[Stored data entries]
▬▬▬▬▬▬

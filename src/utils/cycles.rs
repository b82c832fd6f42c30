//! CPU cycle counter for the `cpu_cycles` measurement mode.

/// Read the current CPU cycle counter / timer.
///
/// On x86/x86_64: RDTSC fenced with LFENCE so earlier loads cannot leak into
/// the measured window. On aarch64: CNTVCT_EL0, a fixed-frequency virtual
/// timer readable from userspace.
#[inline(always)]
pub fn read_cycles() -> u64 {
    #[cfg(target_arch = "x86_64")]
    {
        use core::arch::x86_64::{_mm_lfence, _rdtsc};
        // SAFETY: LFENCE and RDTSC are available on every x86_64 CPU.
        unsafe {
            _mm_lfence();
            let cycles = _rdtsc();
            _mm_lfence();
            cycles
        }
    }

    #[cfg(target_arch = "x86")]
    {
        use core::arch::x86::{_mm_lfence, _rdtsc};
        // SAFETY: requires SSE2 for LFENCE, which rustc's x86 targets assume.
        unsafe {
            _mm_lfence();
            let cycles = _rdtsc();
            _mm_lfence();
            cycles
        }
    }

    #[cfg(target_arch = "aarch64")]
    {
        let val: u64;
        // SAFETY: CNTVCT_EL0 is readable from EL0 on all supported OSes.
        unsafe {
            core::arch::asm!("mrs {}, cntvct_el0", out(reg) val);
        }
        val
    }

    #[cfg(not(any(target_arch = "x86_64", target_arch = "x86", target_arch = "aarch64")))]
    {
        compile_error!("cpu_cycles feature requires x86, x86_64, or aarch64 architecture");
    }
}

▬▬▬▬▬▬

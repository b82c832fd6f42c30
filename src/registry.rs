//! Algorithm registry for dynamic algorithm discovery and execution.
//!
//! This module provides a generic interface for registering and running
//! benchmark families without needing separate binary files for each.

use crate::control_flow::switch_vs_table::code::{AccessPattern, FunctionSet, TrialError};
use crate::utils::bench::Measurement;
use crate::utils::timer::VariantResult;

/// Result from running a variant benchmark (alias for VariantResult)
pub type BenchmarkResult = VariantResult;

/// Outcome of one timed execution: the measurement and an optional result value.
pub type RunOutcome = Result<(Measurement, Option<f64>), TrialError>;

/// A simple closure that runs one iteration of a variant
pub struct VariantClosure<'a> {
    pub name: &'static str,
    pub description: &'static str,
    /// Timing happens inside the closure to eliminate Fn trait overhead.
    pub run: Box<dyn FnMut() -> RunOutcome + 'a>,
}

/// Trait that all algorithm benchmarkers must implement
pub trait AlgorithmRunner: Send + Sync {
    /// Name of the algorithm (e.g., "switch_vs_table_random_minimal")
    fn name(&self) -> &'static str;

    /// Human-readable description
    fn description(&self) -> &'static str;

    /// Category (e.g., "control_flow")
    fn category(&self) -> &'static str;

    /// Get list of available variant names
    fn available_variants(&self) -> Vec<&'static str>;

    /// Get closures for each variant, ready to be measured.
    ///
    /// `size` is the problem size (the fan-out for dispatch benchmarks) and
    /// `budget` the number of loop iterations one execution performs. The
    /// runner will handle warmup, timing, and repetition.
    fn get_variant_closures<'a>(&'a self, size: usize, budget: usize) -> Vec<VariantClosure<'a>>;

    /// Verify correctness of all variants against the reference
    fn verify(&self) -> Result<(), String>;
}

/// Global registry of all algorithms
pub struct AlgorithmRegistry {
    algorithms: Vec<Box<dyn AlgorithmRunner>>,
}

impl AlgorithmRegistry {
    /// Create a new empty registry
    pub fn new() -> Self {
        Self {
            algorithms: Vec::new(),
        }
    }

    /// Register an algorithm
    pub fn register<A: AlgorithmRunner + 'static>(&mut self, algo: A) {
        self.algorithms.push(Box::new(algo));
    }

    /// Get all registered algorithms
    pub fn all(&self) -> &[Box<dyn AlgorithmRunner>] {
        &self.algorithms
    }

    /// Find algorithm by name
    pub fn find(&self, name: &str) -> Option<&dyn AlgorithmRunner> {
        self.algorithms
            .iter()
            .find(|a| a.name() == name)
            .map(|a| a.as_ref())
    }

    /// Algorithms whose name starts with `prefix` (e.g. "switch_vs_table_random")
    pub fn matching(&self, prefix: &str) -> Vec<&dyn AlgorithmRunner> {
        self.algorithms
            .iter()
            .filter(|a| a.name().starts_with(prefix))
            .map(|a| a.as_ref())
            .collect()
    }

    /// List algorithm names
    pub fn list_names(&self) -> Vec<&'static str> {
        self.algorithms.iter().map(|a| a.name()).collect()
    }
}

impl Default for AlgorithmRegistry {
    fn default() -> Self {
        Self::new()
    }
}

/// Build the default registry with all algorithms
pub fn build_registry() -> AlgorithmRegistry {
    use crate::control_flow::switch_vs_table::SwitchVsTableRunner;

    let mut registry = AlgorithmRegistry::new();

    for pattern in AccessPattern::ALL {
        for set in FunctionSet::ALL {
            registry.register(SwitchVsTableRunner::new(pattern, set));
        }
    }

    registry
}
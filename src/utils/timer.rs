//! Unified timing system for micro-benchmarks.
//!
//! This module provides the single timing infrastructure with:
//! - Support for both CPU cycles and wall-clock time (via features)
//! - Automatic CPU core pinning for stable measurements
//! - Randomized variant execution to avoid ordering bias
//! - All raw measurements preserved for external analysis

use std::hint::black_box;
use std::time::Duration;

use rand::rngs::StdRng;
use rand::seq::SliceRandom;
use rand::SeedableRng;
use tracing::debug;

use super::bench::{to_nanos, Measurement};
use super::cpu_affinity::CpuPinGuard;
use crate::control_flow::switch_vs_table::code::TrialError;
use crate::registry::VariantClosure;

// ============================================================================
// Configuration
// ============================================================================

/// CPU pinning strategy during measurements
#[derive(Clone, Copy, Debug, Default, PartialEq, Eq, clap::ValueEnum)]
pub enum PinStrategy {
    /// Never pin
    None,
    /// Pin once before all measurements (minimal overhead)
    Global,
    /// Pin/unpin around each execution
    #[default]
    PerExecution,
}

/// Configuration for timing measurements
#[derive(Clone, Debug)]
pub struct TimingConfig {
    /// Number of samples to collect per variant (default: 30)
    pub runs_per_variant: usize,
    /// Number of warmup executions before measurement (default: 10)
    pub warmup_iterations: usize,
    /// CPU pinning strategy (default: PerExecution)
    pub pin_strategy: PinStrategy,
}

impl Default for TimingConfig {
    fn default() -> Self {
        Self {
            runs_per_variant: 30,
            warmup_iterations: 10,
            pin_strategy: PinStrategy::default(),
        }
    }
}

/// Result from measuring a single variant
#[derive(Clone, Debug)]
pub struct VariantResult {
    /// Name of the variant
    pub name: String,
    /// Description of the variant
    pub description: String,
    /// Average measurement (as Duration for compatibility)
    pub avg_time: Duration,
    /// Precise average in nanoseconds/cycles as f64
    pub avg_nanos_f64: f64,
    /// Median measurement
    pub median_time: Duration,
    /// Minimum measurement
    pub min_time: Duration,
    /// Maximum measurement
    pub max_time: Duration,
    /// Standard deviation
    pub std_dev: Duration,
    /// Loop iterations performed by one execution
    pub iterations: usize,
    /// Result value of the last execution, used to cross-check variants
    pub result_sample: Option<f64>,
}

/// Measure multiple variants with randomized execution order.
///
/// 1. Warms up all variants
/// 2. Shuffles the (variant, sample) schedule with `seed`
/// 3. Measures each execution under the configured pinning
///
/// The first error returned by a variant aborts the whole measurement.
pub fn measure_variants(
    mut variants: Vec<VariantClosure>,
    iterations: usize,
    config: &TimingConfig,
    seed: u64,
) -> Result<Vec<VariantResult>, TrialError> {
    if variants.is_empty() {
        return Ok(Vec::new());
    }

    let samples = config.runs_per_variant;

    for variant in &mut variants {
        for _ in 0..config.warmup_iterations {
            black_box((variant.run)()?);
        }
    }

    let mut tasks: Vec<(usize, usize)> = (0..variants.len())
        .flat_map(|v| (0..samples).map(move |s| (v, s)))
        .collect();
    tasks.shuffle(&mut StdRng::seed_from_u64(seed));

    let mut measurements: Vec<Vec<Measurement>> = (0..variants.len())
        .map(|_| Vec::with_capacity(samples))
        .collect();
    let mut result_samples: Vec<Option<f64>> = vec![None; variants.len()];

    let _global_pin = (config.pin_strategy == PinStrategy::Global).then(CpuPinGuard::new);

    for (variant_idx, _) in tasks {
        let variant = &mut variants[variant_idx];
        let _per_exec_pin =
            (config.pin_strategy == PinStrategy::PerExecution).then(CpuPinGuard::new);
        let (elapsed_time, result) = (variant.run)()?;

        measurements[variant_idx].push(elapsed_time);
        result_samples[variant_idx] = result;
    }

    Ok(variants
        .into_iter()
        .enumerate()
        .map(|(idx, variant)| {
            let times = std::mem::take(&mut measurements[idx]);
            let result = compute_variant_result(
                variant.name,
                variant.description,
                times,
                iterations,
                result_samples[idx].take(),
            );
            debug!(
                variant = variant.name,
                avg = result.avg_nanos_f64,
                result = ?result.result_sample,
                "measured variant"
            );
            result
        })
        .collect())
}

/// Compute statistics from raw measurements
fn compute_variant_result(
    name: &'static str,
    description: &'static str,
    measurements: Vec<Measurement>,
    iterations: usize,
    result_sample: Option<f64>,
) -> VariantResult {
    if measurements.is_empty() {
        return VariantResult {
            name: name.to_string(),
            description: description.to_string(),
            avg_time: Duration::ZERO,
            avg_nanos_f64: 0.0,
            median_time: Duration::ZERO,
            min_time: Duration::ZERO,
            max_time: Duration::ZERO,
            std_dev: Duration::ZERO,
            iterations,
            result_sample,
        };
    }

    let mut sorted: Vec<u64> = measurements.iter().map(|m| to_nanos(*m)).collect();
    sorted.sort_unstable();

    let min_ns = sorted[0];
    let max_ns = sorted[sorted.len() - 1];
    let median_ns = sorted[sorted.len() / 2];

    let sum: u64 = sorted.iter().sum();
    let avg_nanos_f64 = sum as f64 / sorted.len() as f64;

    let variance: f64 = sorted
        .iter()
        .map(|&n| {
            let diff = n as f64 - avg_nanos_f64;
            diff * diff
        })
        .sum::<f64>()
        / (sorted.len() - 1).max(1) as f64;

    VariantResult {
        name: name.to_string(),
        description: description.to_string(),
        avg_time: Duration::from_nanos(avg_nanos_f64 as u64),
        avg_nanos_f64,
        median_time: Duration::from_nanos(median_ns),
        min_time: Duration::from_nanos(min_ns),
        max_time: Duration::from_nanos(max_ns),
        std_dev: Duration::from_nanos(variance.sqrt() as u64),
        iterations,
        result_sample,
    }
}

▬▬▬▬▬▬

Above are the records; print exactly the lines from the line with "filename src/utils/cycles.rs" to the line with "#[inline(always)]", including both, and nothing else.

Answer to the problem ->
filename src/utils/cycles.rs
repository b82c832fd6f42c30
//! CPU cycle counter for the `cpu_cycles` measurement mode.

/// Read the current CPU cycle counter / timer.
///
/// On x86/x86_64: RDTSC fenced with LFENCE so earlier loads cannot leak into
/// the measured window. On aarch64: CNTVCT_EL0, a fixed-frequency virtual
/// timer readable from userspace.
#[inline(always)]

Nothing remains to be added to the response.